El Organismo de Investigación Judicial (OIJ) ha revelado nuevos y estremecedores detalles sobre este suceso, el cual ocurrió la noche del pasado miércoles 27 de mayo. Según los informes oficiales, la alerta sobre el crimen fue recibida por las autoridades centrales a las 9:58 p.m., momento en el que se activaron los protocolos de respuesta para trasladar a los agentes judiciales y los servicios de emergencia hacia el lugar de los hechos.
De acuerdo con las investigaciones preliminares detalladas por la oficina de prensa judicial, el ataque fue perpetrado por tres sujetos encapuchados. Los agresores habrían planificado el ingreso a la propiedad, accediendo a la vivienda a través de la parte trasera, lo que sugiere un conocimiento previo de la distribución del inmueble o una vigilancia del sitio antes de ejecutar la acción.
Al momento del ingreso, en el interior de la residencia se encontraban varias personas que, según las indagaciones, mantenían un vínculo familiar con las víctimas. Los tres encapuchados, haciendo uso de la fuerza y bajo amenazas directas, obligaron a todos los presentes a tirarse al suelo. Esta acción permitió que los atacantes controlaran la situación y aseguraran que los testigos no pudieran intervenir ni interferir con el objetivo principal de su irrupción.
Una vez dominado el entorno y con los familiares reducidos en el suelo, los sospechosos procedieron a ejecutar a sus objetivos. En primer lugar, dispararon contra Eduardo Alfaro Cordero, un hombre de 65 años. Inmediatamente después, los atacantes dirigieron sus armas contra su hijo, Dayron Alfaro Matarrita, de tan solo 22 años.
El informe forense preliminar señala que ambos hombres recibieron múltiples impactos de bala. La letalidad del ataque fue evidente, ya que los disparos se concentraron principalmente en la zona de la cabeza, lo que provocó la muerte instantánea de padre e hijo en el sitio del suceso, sin que existiera posibilidad de brindarles auxilio médico.
Tras consumar el doble asesinato, los sujetos encapuchados abandonaron la vivienda, dejando tras de sí una escena de horror para los familiares que fueron obligados a presenciar el crimen. Al llegar al lugar, los agentes del OIJ iniciaron la recolección de indicios balísticos, procediendo al decomiso de múltiples casquillos de bala distribuidos dentro de la vivienda, los cuales serán fundamentales para el análisis técnico y la posterior identificación de las armas utilizadas en el ataque.

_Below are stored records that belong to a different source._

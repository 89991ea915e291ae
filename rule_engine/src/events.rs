//! Tick events - a typed record of what happened during one tick.
//!
//! Events are the engine's log: they are collected into the tick report,
//! can be rendered as text for a console, or as JSON lines for tooling.

use grid_world::{Direction, Noun, ObjectId, ObjectKind, Position};
use serde::{Deserialize, Serialize};

use crate::resolver::{Destruction, HazardCause, Outcome, RejectReason, Step, Transformation};
use crate::rules::RejectedRun;

/// Something that happened during a tick.
#[derive(Debug, Clone, PartialEq, Eq, Serialize, Deserialize)]
#[serde(tag = "event", rename_all = "snake_case")]
pub enum TickEvent {
    /// A run of two or more words that did not parse.
    RuleRejected {
        origin: Position,
        direction: Direction,
        words: Vec<String>,
        reason: String,
    },
    Transformed {
        object: ObjectId,
        position: Position,
        from: Noun,
        to: Noun,
    },
    Moved {
        object: ObjectId,
        kind: ObjectKind,
        from: Position,
        to: Position,
    },
    MoveRejected {
        object: ObjectId,
        position: Position,
        reason: RejectReason,
    },
    Destroyed {
        object: ObjectId,
        kind: ObjectKind,
        position: Position,
        cause: HazardCause,
    },
    OutcomeReached {
        outcome: Outcome,
    },
}

impl TickEvent {
    /// Short machine-friendly name of the event.
    pub fn name(&self) -> &'static str {
        match self {
            TickEvent::RuleRejected { .. } => "rule_rejected",
            TickEvent::Transformed { .. } => "transformed",
            TickEvent::Moved { .. } => "moved",
            TickEvent::MoveRejected { .. } => "move_rejected",
            TickEvent::Destroyed { .. } => "destroyed",
            TickEvent::OutcomeReached { .. } => "outcome_reached",
        }
    }

    /// Render as a single JSON line.
    pub fn to_json_line(&self) -> serde_json::Result<String> {
        serde_json::to_string(self)
    }
}

impl From<&RejectedRun> for TickEvent {
    fn from(rejected: &RejectedRun) -> Self {
        TickEvent::RuleRejected {
            origin: rejected.run.origin,
            direction: rejected.run.direction,
            words: rejected.run.words.clone(),
            reason: rejected.error.to_string(),
        }
    }
}

impl From<&Transformation> for TickEvent {
    fn from(change: &Transformation) -> Self {
        TickEvent::Transformed {
            object: change.object,
            position: change.position,
            from: change.from,
            to: change.to,
        }
    }
}

impl From<&Step> for TickEvent {
    fn from(step: &Step) -> Self {
        TickEvent::Moved {
            object: step.object,
            kind: step.kind.clone(),
            from: step.from,
            to: step.to,
        }
    }
}

impl From<&Destruction> for TickEvent {
    fn from(destruction: &Destruction) -> Self {
        TickEvent::Destroyed {
            object: destruction.object,
            kind: destruction.kind.clone(),
            position: destruction.position,
            cause: destruction.cause,
        }
    }
}

impl std::fmt::Display for TickEvent {
    fn fmt(&self, f: &mut std::fmt::Formatter<'_>) -> std::fmt::Result {
        match self {
            TickEvent::RuleRejected {
                origin,
                direction,
                words,
                reason,
            } => write!(
                f,
                "ignored '{}' reading {} from {}: {}",
                words.join(" "),
                direction,
                origin,
                reason
            ),
            TickEvent::Transformed {
                position, from, to, ..
            } => write!(f, "{} at {} became {}", from, position, to),
            TickEvent::Moved { kind, from, to, .. } => {
                write!(f, "{} moved {} -> {}", kind, from, to)
            }
            TickEvent::MoveRejected {
                position, reason, ..
            } => write!(f, "object at {} did not move: {}", position, reason),
            TickEvent::Destroyed {
                kind,
                position,
                cause,
                ..
            } => write!(f, "{} at {} {}", kind, position, cause),
            TickEvent::OutcomeReached { outcome } => write!(f, "outcome: {}", outcome),
        }
    }
}

/// Collects events for one tick. A disabled log drops everything.
#[derive(Debug, Clone)]
pub struct EventLog {
    enabled: bool,
    events: Vec<TickEvent>,
}

impl Default for EventLog {
    /// Recording, matching the engine's default configuration.
    fn default() -> Self {
        Self::new(true)
    }
}

impl EventLog {
    pub fn new(enabled: bool) -> Self {
        Self {
            enabled,
            events: Vec::new(),
        }
    }

    pub fn record(&mut self, event: impl Into<TickEvent>) {
        if self.enabled {
            self.events.push(event.into());
        }
    }

    pub fn extend<'a, T>(&mut self, items: impl IntoIterator<Item = &'a T>)
    where
        T: 'a,
        TickEvent: From<&'a T>,
    {
        if self.enabled {
            self.events.extend(items.into_iter().map(TickEvent::from));
        }
    }

    pub fn into_events(self) -> Vec<TickEvent> {
        self.events
    }
}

Posteriormente, los cuerpos de Eduardo Alfaro Cordero y Dayron Alfaro Matarrita fueron trasladados a la morgue judicial para las evaluaciones correspondientes y la formalización de los trámites legales.
Hasta el momento, las autoridades judiciales mantienen abierta la investigación y han desplegado los recursos necesarios para analizar las pruebas recolectadas en la escena. El objetivo principal de las diligencias actuales es lograr la identificación plena de los tres responsables del ataque armado y determinar los móviles que llevaron a la ejecución de estas dos personas en el seno de su hogar y frente a sus seres queridos.